**Activity:** Exactly the lines below from the one with "the settings core" up to and including the one with "did not exist." make up the answer, with nothing else added.

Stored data
>>>

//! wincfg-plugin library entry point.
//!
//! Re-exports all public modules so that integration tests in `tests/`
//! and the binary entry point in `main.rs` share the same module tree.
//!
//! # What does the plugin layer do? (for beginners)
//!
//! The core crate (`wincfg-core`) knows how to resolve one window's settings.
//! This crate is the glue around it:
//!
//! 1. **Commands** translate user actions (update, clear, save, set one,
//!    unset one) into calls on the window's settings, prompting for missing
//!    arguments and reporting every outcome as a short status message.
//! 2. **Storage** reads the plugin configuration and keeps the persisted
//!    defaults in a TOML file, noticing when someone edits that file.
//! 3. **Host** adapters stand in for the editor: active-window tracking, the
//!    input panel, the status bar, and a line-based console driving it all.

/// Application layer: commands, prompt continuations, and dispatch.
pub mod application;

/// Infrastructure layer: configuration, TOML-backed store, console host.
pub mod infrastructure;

<<<
>>>

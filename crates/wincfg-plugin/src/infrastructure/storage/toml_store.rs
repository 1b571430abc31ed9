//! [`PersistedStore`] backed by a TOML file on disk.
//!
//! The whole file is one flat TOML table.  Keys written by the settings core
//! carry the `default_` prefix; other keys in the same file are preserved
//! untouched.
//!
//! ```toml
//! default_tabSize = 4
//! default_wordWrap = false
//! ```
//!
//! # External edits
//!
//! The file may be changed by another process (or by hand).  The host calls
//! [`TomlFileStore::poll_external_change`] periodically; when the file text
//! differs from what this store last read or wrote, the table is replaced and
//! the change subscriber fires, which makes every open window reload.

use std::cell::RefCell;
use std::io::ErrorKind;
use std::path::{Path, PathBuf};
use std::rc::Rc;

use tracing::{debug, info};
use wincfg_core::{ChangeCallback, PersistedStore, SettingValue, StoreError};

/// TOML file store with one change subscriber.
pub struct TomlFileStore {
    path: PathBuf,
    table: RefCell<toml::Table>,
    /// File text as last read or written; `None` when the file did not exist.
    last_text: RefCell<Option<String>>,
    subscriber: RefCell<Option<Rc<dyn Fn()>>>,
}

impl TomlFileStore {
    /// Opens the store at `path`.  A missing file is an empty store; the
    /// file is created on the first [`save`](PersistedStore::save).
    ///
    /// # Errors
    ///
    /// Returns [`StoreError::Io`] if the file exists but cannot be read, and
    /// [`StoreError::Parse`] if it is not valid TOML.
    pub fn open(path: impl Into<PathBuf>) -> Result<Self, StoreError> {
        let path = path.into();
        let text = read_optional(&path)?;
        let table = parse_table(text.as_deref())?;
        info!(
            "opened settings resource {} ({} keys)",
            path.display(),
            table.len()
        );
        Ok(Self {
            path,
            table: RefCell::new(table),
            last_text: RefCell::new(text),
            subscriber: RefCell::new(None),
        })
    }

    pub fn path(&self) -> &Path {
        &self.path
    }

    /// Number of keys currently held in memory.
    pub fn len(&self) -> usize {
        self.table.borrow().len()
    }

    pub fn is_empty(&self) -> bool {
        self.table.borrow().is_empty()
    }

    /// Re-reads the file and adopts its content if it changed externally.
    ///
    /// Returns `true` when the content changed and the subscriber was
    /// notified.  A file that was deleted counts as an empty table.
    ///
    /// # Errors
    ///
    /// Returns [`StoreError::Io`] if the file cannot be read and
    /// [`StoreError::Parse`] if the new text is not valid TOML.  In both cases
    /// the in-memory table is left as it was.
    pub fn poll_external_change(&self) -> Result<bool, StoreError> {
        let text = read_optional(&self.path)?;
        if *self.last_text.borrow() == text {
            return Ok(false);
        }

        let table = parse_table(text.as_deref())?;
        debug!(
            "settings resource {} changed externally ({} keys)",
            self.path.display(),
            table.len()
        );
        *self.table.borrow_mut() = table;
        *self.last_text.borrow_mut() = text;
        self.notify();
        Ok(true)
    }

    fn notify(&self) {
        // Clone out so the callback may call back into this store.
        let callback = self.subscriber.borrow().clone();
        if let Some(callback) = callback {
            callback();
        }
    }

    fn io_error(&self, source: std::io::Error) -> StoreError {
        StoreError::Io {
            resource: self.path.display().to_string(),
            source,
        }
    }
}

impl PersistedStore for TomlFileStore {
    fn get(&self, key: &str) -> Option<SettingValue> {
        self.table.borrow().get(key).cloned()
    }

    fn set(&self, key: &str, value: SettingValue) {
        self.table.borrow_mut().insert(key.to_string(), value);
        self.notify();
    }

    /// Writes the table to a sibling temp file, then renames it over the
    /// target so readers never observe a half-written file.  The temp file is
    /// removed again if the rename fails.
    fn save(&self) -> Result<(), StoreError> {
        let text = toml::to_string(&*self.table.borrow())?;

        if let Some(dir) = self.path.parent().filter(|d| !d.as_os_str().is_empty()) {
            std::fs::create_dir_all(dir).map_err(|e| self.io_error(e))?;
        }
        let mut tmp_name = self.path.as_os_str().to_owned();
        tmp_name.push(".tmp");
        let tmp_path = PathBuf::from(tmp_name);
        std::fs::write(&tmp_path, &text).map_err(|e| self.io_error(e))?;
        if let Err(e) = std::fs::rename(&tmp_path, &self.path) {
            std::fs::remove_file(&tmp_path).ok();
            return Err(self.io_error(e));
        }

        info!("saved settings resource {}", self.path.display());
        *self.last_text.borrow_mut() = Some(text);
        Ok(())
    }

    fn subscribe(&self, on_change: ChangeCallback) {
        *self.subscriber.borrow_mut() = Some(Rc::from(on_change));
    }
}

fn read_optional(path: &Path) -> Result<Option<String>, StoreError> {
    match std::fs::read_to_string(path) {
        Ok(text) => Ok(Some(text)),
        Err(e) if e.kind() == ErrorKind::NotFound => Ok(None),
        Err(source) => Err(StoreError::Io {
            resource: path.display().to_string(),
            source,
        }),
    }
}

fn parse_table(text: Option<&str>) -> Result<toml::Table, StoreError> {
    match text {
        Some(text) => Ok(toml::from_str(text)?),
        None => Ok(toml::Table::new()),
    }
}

<<<

**Answer space:**
//! The whole file is one flat TOML table.  Keys written by the settings core
//! carry the `default_` prefix; other keys in the same file are preserved
//! untouched.
//!
//! ```toml
//! default_tabSize = 4
//! default_wordWrap = false
//! ```
//!
//! # External edits
//!
//! The file may be changed by another process (or by hand).  The host calls
//! [`TomlFileStore::poll_external_change`] periodically; when the file text
//! differs from what this store last read or wrote, the table is replaced and
//! the change subscriber fires, which makes every open window reload.

use std::cell::RefCell;
use std::io::ErrorKind;
use std::path::{Path, PathBuf};
use std::rc::Rc;

use tracing::{debug, info};
use wincfg_core::{ChangeCallback, PersistedStore, SettingValue, StoreError};

/// TOML file store with one change subscriber.
pub struct TomlFileStore {
    path: PathBuf,
    table: RefCell<toml::Table>,
    /// File text as last read or written; `None` when the file did not exist.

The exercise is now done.